Task instructions:
Which lines of the data include the string "parse"? List them all.

Record set:
◇ ◇ ◇

//! Git-state validator.
//!
//! Shells out to git in the resolved project directory. Every git
//! invocation that fails is surfaced as a guarantee error, not a crash.

use std::path::Path;
use std::process::Command;

use crate::guarantee::context::ValidationContext;
use crate::guarantee::result::{Evidence, GuaranteeResult};
use crate::registry::guarantee::{GitStateCheck, GitStateSpec, Guarantee};

/// Cap on file names listed in error messages.
const ERROR_FILE_CAP: usize = 10;

pub fn validate(guarantee: &Guarantee, spec: &GitStateSpec, ctx: &ValidationContext) -> GuaranteeResult {
    let repo = &ctx.project_path;
    match spec.check {
        GitStateCheck::NoUncommitted => check_no_uncommitted(guarantee, spec, repo),
        GitStateCheck::NoUnpushed => check_no_unpushed(guarantee, spec, repo),
        GitStateCheck::BranchPushed => check_branch_pushed(guarantee, spec, repo),
        GitStateCheck::WorktreeClean => check_worktree_clean(guarantee, repo),
    }
}

/// Run git with the given args, returning stdout on success.
fn run_git(repo: &Path, args: &[&str]) -> Result<String, String> {
    let output = Command::new("git")
        .args(args)
        .current_dir(repo)
        .output()
        .map_err(|e| format!("Failed to execute git: {}", e))?;

    if !output.status.success() {
        let stderr = String::from_utf8_lossy(&output.stderr);
        return Err(format!("git {} failed: {}", args.join(" "), stderr.trim()));
    }

    Ok(String::from_utf8_lossy(&output.stdout).to_string())
}

/// Paths from `git status --porcelain` output, excluding declared prefixes.
fn dirty_paths(porcelain: &str, exclude_patterns: &[String]) -> Vec<String> {
    porcelain
        .lines()
        .filter(|line| line.len() > 3)
        .map(|line| line[3..].trim().to_string())
        .filter(|path| !exclude_patterns.iter().any(|prefix| path.starts_with(prefix.as_str())))
        .collect()
}

fn check_no_uncommitted(guarantee: &Guarantee, spec: &GitStateSpec, repo: &Path) -> GuaranteeResult {
    let porcelain = match run_git(repo, &["status", "--porcelain"]) {
        Ok(out) => out,
        Err(e) => return GuaranteeResult::fail(guarantee).with_error(e),
    };

    let dirty = dirty_paths(&porcelain, &spec.exclude_patterns);
    if dirty.is_empty() {
        return GuaranteeResult::pass(guarantee).with_evidence(Evidence::new(
            "git_status",
            serde_json::json!({ "clean": true, "excluded": spec.exclude_patterns }),
        ));
    }

    let listed: Vec<&str> = dirty.iter().take(ERROR_FILE_CAP).map(String::as_str).collect();
    GuaranteeResult::fail(guarantee)
        .with_error(format!("Uncommitted changes: {}", listed.join(", ")))
        .with_evidence(Evidence::new(
            "git_status",
            serde_json::json!({ "clean": false, "dirtyCount": dirty.len(), "files": listed }),
        ))
}

fn check_no_unpushed(guarantee: &Guarantee, spec: &GitStateSpec, repo: &Path) -> GuaranteeResult {
    let upstream = match upstream_ref(spec, repo) {
        Ok(u) => u,
        // No upstream is ambiguous; the warning behavior is deliberate
        Err(_) => {
            return GuaranteeResult::pass(guarantee)
                .with_warning("No upstream configured for the current branch; unpushed state was not checked");
        }
    };

    let range = format!("{}..HEAD", upstream);
    let count = match run_git(repo, &["rev-list", "--count", &range]) {
        Ok(out) => out.trim().parse::<u64>().unwrap_or(0),
        Err(e) => return GuaranteeResult::fail(guarantee).with_error(e),
    };

    if count == 0 {
        GuaranteeResult::pass(guarantee).with_evidence(Evidence::new(
            "git_unpushed",
            serde_json::json!({ "upstream": upstream, "ahead": 0 }),
        ))
    } else {
        GuaranteeResult::fail(guarantee).with_error(format!(
            "{} unpushed commit(s) ahead of {}",
            count, upstream
        ))
    }
}

fn check_branch_pushed(guarantee: &Guarantee, spec: &GitStateSpec, repo: &Path) -> GuaranteeResult {
    let branch = match &spec.branch {
        Some(b) => b.clone(),
        None => match run_git(repo, &["rev-parse", "--abbrev-ref", "HEAD"]) {
            Ok(out) => out.trim().to_string(),
            Err(e) => return GuaranteeResult::fail(guarantee).with_error(e),
        },
    };

    let local = match run_git(repo, &["rev-parse", "HEAD"]) {
        Ok(out) => out.trim().to_string(),
        Err(e) => return GuaranteeResult::fail(guarantee).with_error(e),
    };

    let remote_ref = format!("{}/{}", spec.remote, branch);
    let remote = match run_git(repo, &["rev-parse", &remote_ref]) {
        Ok(out) => out.trim().to_string(),
        Err(e) => return GuaranteeResult::fail(guarantee).with_error(e),
    };

    if local == remote {
        GuaranteeResult::pass(guarantee).with_evidence(Evidence::new(
            "git_branch",
            serde_json::json!({ "branch": branch, "commit": local }),
        ))
    } else {
        GuaranteeResult::fail(guarantee).with_error(format!(
            "Branch {} not fully pushed: local {} != {} {}",
            branch, local, remote_ref, remote
        ))
    }
}

fn check_worktree_clean(guarantee: &Guarantee, repo: &Path) -> GuaranteeResult {
    let listing = match run_git(repo, &["worktree", "list", "--porcelain"]) {
        Ok(out) => out,
        Err(e) => return GuaranteeResult::fail(guarantee).with_error(e),
    };

    let mut result = GuaranteeResult::pass(guarantee);
    let mut checked = 0usize;

    for line in listing.lines() {
        let Some(path_str) = line.strip_prefix("worktree ") else {
            continue;
        };
        let worktree = Path::new(path_str);

        match run_git(worktree, &["status", "--porcelain"]) {
            Ok(porcelain) => {
                checked += 1;
                let dirty = dirty_paths(&porcelain, &[]);
                if !dirty.is_empty() {
                    result.passed = false;
                    result.errors.push(format!(
                        "Worktree {} has uncommitted changes: {}",
                        worktree.display(),
                        dirty.iter().take(ERROR_FILE_CAP).cloned().collect::<Vec<_>>().join(", ")
                    ));
                }
            }
            // Registered but inaccessible worktrees are tolerated
            Err(e) => {
                result
                    .warnings
                    .push(format!("Worktree {} not accessible: {}", worktree.display(), e));
            }
        }
    }

    result.evidence.push(Evidence::new(
        "git_worktrees",
        serde_json::json!({ "checked": checked }),
    ));
    result
}

fn upstream_ref(spec: &GitStateSpec, repo: &Path) -> Result<String, String> {
    if let Some(branch) = &spec.branch {
        let remote_ref = format!("{}/{}", spec.remote, branch);
        // Verify the remote-tracking ref exists before diffing against it
        run_git(repo, &["rev-parse", "--verify", &remote_ref])?;
        return Ok(remote_ref);
    }
    run_git(repo, &["rev-parse", "--abbrev-ref", "--symbolic-full-name", "@{u}"])
        .map(|out| out.trim().to_string())
}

◇ ◇ ◇

Completed task:
        Ok(out) => out.trim().parse::<u64>().unwrap_or(0),
        None => match run_git(repo, &["rev-parse", "--abbrev-ref", "HEAD"]) {
    let local = match run_git(repo, &["rev-parse", "HEAD"]) {
    let remote = match run_git(repo, &["rev-parse", &remote_ref]) {
        run_git(repo, &["rev-parse", "--verify", &remote_ref])?;
    run_git(repo, &["rev-parse", "--abbrev-ref", "--symbolic-full-name", "@{u}"])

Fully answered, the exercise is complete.